Use the entries below and reproduce exactly the lines from the one containing "self.options_income += other.options_income;" down to the one containing "pub fn refresh_percentages(&mut", both of them included.

········

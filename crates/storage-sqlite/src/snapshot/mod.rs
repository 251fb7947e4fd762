//! SQLite storage implementation for snapshots.

mod model;
mod repository;

pub use model::{AccountSnapshotDB, CurrencySnapshotDB, NewInstrumentSnapshotRow};
pub use repository::SnapshotRepository;
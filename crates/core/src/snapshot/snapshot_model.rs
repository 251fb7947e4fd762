//! Snapshot domain models.
//!
//! Snapshots come in two granularities with the same shape: per-instrument
//! (a per-date parent row owning per-currency children) and per-account
//! (flat per-currency rows, the broker-level counterpart). Both are fully
//! derived from movement history and can be regenerated at any time.

use chrono::{NaiveDate, NaiveDateTime, Utc};
use rust_decimal::Decimal;
use serde::{Deserialize, Serialize};
use std::str::FromStr;

use crate::constants::QUANTITY_THRESHOLD;

/// Quantities below the threshold count as zero (closed position).
pub fn is_quantity_significant(quantity: &Decimal) -> bool {
    let threshold =
        Decimal::from_str(QUANTITY_THRESHOLD).unwrap_or_else(|_| Decimal::new(1, 8));
    quantity.abs() >= threshold
}

/// Kind of open lot carried in a snapshot's running state.
#[derive(Debug, Clone, Copy, PartialEq, Eq, Serialize, Deserialize)]
#[serde(rename_all = "SCREAMING_SNAKE_CASE")]
pub enum LotKind {
    Share,
    OptionContract,
}

/// One unmatched opening contribution, carried inside the snapshot row so a
/// baseline loaded from storage fully restores running state.
///
/// `cash_flow` is the signed net cash at open: negative for purchases,
/// positive for premium received on short openings.
#[derive(Debug, Clone, PartialEq, Serialize, Deserialize)]
#[serde(rename_all = "camelCase")]
pub struct OpenLot {
    pub kind: LotKind,
    /// Signed: positive long, negative short.
    pub quantity: Decimal,
    pub cash_flow: Decimal,
    pub opened: NaiveDate,
}

/// Cumulative financial figures shared by both snapshot granularities.
#[derive(Debug, Clone, PartialEq, Serialize, Deserialize, Default)]
#[serde(rename_all = "camelCase")]
pub struct SnapshotFigures {
    pub total_shares: Decimal,
    pub cost_basis: Decimal,
    pub realized_gains: Decimal,
    pub realized_pct: Decimal,
    pub unrealized_gains: Decimal,
    pub unrealized_pct: Decimal,
    pub options_income: Decimal,
    pub dividends_received: Decimal,
    pub other_income: Decimal,
    pub commissions: Decimal,
    pub fees: Decimal,
    /// Net invested cash (negative when more cash left than arrived).
    pub net_cash_flow: Decimal,
    pub has_open_trades: bool,
}

impl SnapshotFigures {
    /// Adds another figure set field by field (mark-to-market percentages
    /// are recomputed by the caller afterwards).
    pub fn accumulate(&mut self, other: &SnapshotFigures) {
        self.total_shares += other.total_shares;
        self.cost_basis += other.cost_basis;
        self.realized_gains += other.realized_gains;
        self.unrealized_gains += other.unrealized_gains;
        self.options_income += other.options_income;
        self.dividends_received += other.dividends_received;
        self.other_income += other.other_income;
        self.commissions += other.commissions;
        self.fees += other.fees;
        self.net_cash_flow += other.net_cash_flow;
        self.has_open_trades |= other.has_open_trades;
    }

    /// Recomputes the percentage fields against cost basis.
    pub fn refresh_percentages(&mut self) {
        if self.cost_basis > Decimal::ZERO {
            self.realized_pct = Decimal::ONE_HUNDRED * self.realized_gains / self.cost_basis;
            self.unrealized_pct = Decimal::ONE_HUNDRED * self.unrealized_gains / self.cost_basis;
        } else {
            self.realized_pct = Decimal::ZERO;
            self.unrealized_pct = Decimal::ZERO;
        }
    }
}

/// Per-currency snapshot of one instrument on one date. Child row of an
/// `InstrumentSnapshot`; `parent_id` is only known once the parent row has
/// been persisted.
#[derive(Debug, Clone, PartialEq, Serialize, Deserialize)]
#[serde(rename_all = "camelCase")]
pub struct CurrencySnapshot {
    #[serde(default)]
    pub parent_id: Option<i64>,
    pub account_id: String,
    pub instrument_id: String,
    pub currency: String,
    pub date: NaiveDate,
    #[serde(flatten)]
    pub figures: SnapshotFigures,
    /// FIFO-ordered open lots; running state for the next date.
    #[serde(default)]
    pub open_lots: Vec<OpenLot>,
    pub calculated_at: NaiveDateTime,
}

impl CurrencySnapshot {
    /// Zero baseline for a key that has never appeared before.
    pub fn baseline(account_id: &str, instrument_id: &str, currency: &str) -> Self {
        CurrencySnapshot {
            parent_id: None,
            account_id: account_id.to_string(),
            instrument_id: instrument_id.to_string(),
            currency: currency.to_string(),
            date: NaiveDate::from_ymd_opt(1970, 1, 1).unwrap(),
            figures: SnapshotFigures::default(),
            open_lots: Vec::new(),
            calculated_at: Utc::now().naive_utc(),
        }
    }
}

/// Per-date parent snapshot of one instrument, owning per-currency children.
#[derive(Debug, Clone, PartialEq, Serialize, Deserialize)]
#[serde(rename_all = "camelCase")]
pub struct InstrumentSnapshot {
    /// Database-generated identity; `None` until first persisted.
    #[serde(default)]
    pub id: Option<i64>,
    pub account_id: String,
    pub instrument_id: String,
    pub date: NaiveDate,
    pub calculated_at: NaiveDateTime,
    pub currencies: Vec<CurrencySnapshot>,
}

/// Per-currency account snapshot for one date - the broker-level
/// counterpart, same shape as the instrument figures.
#[derive(Debug, Clone, PartialEq, Serialize, Deserialize)]
#[serde(rename_all = "camelCase")]
pub struct AccountSnapshot {
    #[serde(default)]
    pub id: Option<i64>,
    pub account_id: String,
    pub currency: String,
    pub date: NaiveDate,
    #[serde(flatten)]
    pub figures: SnapshotFigures,
    pub calculated_at: NaiveDateTime,
}

impl AccountSnapshot {
    pub fn baseline(account_id: &str, currency: &str) -> Self {
        AccountSnapshot {
            id: None,
            account_id: account_id.to_string(),
            currency: currency.to_string(),
            date: NaiveDate::from_ymd_opt(1970, 1, 1).unwrap(),
            figures: SnapshotFigures::default(),
            calculated_at: Utc::now().naive_utc(),
        }
    }
}
//! FIFO pairing of opening and closing trades into Operations.
//!
//! The matcher replays the movement history of one (account, instrument,
//! currency) in timestamp order, maintaining a running signed open-quantity
//! counter and a FIFO queue of open contributions. Closing trades match
//! against the oldest unmatched contribution; realized P&L for the matched
//! portion is closing proceeds minus opening cost, both net of costs.

use chrono::{NaiveDate, Utc};
use log::{debug, warn};
use rust_decimal::Decimal;
use std::collections::VecDeque;

use super::Operation;
use crate::errors::{CalculatorError, Result};
use crate::movements::{Movement, MovementKind};

/// One unmatched opening contribution. `cash_flow` is the signed net cash
/// at open: negative for purchases, positive for premium received.
#[derive(Debug, Clone)]
struct OpenContribution {
    quantity: Decimal,
    cash_flow: Decimal,
}

pub struct OperationMatcher {
    today: NaiveDate,
}

impl Default for OperationMatcher {
    fn default() -> Self {
        Self::new()
    }
}

impl OperationMatcher {
    pub fn new() -> Self {
        OperationMatcher {
            today: Utc::now().date_naive(),
        }
    }

    /// Fixes the reference date used for the `*_as_of_today` fields.
    pub fn with_today(today: NaiveDate) -> Self {
        OperationMatcher { today }
    }

    /// Produces the Operations for one (account, instrument, currency)
    /// movement history. The history may arrive unordered; it is replayed
    /// in timestamp order.
    pub fn match_movements(&self, movements: &[Movement]) -> Result<Vec<Operation>> {
        let mut ordered: Vec<&Movement> = movements.iter().collect();
        ordered.sort_by_key(|m| m.timestamp);

        let mut state = MatchState::default();

        for movement in ordered {
            match movement.kind {
                MovementKind::Trade | MovementKind::OptionTrade => {
                    self.apply_trade(movement, &mut state)?;
                }
                MovementKind::Dividend => {
                    let net = movement.gross() - movement.costs();
                    self.attach_income(&mut state, movement, |op| op.dividends += net);
                }
                MovementKind::DividendTax => {
                    let tax = movement.gross().abs();
                    self.attach_income(&mut state, movement, |op| op.dividend_taxes += tax);
                }
                MovementKind::CashTransfer => {
                    // Cash transfers never belong to an instrument cycle.
                }
            }
        }

        let mut operations = state.closed;
        if let Some(mut open) = state.current {
            open.refresh_performance();
            operations.push(open);
        }
        debug!(
            "Matched {} movements into {} operations",
            movements.len(),
            operations.len()
        );
        Ok(operations)
    }

    fn apply_trade(&self, movement: &Movement, state: &mut MatchState) -> Result<()> {
        let delta = movement.signed_quantity();
        if delta.is_zero() {
            warn!(
                "Trade movement {} has zero signed quantity. Skipped.",
                movement.id
            );
            return Ok(());
        }

        if let Some(current) = &state.current {
            if current.currency != movement.currency {
                return Err(CalculatorError::CurrencyMismatch {
                    movement_id: movement.id.clone(),
                    movement_currency: movement.currency.clone(),
                    expected_currency: current.currency.clone(),
                }
                .into());
            }
        }

        let same_direction = state.open_quantity.is_zero()
            || state.open_quantity.is_sign_positive() == delta.is_sign_positive();

        if same_direction {
            self.open_portion(
                movement,
                state,
                delta,
                movement.net_cash_flow(),
                movement.commission_amt(),
                movement.fee_amt(),
            );
            return Ok(());
        }

        // Closing trade: match FIFO up to the open quantity; any excess
        // crosses through zero and opens a new opposite-direction cycle.
        // The money amounts are prorated once and the reopened side takes
        // the exact complement, so the split conserves cash: two rounded
        // fractions of the same amount need not sum back to it.
        let matched = state.open_quantity.abs().min(delta.abs());
        let fraction = matched / delta.abs();
        let total_flow = movement.net_cash_flow();
        let close_flow = total_flow * fraction;
        let close_commission = movement.commission_amt() * fraction;
        let close_fee = movement.fee_amt() * fraction;
        self.close_portion(movement, state, matched, close_flow, close_commission, close_fee);

        let remainder = delta.abs() - matched;
        if remainder > Decimal::ZERO {
            let signed_remainder = if delta.is_sign_positive() {
                remainder
            } else {
                -remainder
            };
            self.open_portion(
                movement,
                state,
                signed_remainder,
                total_flow - close_flow,
                movement.commission_amt() - close_commission,
                movement.fee_amt() - close_fee,
            );
        }
        Ok(())
    }

    /// Applies the opening side of a trade with its already prorated money
    /// amounts, creating a new Operation when flat.
    fn open_portion(
        &self,
        movement: &Movement,
        state: &mut MatchState,
        signed_quantity: Decimal,
        cash_flow: Decimal,
        commission: Decimal,
        fee: Decimal,
    ) {
        let op = state.current.get_or_insert_with(|| {
            Operation::open(
                &movement.account_id,
                movement.instrument_id.as_deref().unwrap_or(""),
                &movement.currency,
                movement.timestamp,
            )
        });

        op.commissions += commission;
        op.fees += fee;
        if movement.kind == MovementKind::OptionTrade {
            op.premium_net += cash_flow;
        }

        state.fifo.push_back(OpenContribution {
            quantity: signed_quantity.abs(),
            cash_flow,
        });
        state.open_quantity += signed_quantity;

        // Capital deployed only ever ratchets up before closure.
        state.committed += cash_flow.abs();
        op.capital_deployed = op.capital_deployed.max(state.committed);
        if movement.date() <= self.today {
            state.committed_today += cash_flow.abs();
            op.capital_deployed_today = op.capital_deployed_today.max(state.committed_today);
        }
    }

    /// Applies the closing side of a trade (money amounts already prorated)
    /// against the FIFO queue and closes the current Operation if the
    /// position returns to flat.
    fn close_portion(
        &self,
        movement: &Movement,
        state: &mut MatchState,
        matched: Decimal,
        close_flow: Decimal,
        commission: Decimal,
        fee: Decimal,
    ) {
        let op = match state.current.as_mut() {
            Some(op) => op,
            None => {
                warn!(
                    "Closing movement {} arrived with no open operation. Skipped.",
                    movement.id
                );
                return;
            }
        };

        op.commissions += commission;
        op.fees += fee;
        if movement.kind == MovementKind::OptionTrade {
            op.premium_net += close_flow;
        }

        // Relieve the oldest contributions first. A fully consumed lot
        // surrenders its entire remaining cash flow, so nothing is lost to
        // prorating a lot against itself.
        let mut to_match = matched;
        let mut open_flow_matched = Decimal::ZERO;
        while to_match > Decimal::ZERO {
            let Some(front) = state.fifo.front_mut() else {
                warn!(
                    "FIFO queue exhausted while matching movement {}; history may be incomplete",
                    movement.id
                );
                break;
            };
            let take = front.quantity.min(to_match);
            let flow_portion = if take == front.quantity {
                front.cash_flow
            } else {
                front.cash_flow * take / front.quantity
            };
            open_flow_matched += flow_portion;
            front.quantity -= take;
            front.cash_flow -= flow_portion;
            to_match -= take;
            if front.quantity.is_zero() {
                state.fifo.pop_front();
            }
        }

        let realized = close_flow + open_flow_matched;
        op.realized_total += realized;
        if movement.date() <= self.today {
            op.realized_as_of_today += realized;
            state.committed_today -= open_flow_matched.abs();
        }
        state.committed -= open_flow_matched.abs();

        let signed_matched = if state.open_quantity.is_sign_positive() {
            -matched
        } else {
            matched
        };
        state.open_quantity += signed_matched;

        if state.open_quantity.is_zero() {
            let mut closed = state.current.take().expect("operation present while closing");
            closed.is_open = false;
            closed.close_date = Some(movement.timestamp);
            closed.refresh_performance();
            state.closed.push(closed);
            state.fifo.clear();
            state.committed = Decimal::ZERO;
            state.committed_today = Decimal::ZERO;
        }
    }

    /// Attaches dividend-type income to the open Operation, or to the most
    /// recently closed one when the position is already flat (ex-date
    /// payouts commonly settle after closure).
    fn attach_income<F>(&self, state: &mut MatchState, movement: &Movement, apply: F)
    where
        F: FnOnce(&mut Operation),
    {
        if let Some(op) = state.current.as_mut() {
            apply(op);
        } else if let Some(op) = state.closed.last_mut() {
            apply(op);
            op.refresh_performance();
        } else {
            warn!(
                "Income movement {} has no operation to attach to. Skipped.",
                movement.id
            );
        }
    }
}

#[derive(Default)]
struct MatchState {
    closed: Vec<Operation>,
    current: Option<Operation>,
    fifo: VecDeque<OpenContribution>,
    /// Signed open quantity: positive long, negative short.
    open_quantity: Decimal,
    /// Outstanding committed capital (sum of absolute open cash flows).
    committed: Decimal,
    committed_today: Decimal,
}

········

▶ **Solution to this problem**
        self.options_income += other.options_income;
        self.dividends_received += other.dividends_received;
        self.other_income += other.other_income;
        self.commissions += other.commissions;
        self.fees += other.fees;
        self.net_cash_flow += other.net_cash_flow;
        self.has_open_trades |= other.has_open_trades;
    }

    /// Recomputes the percentage fields against cost basis.
    pub fn refresh_percentages(&mut self) {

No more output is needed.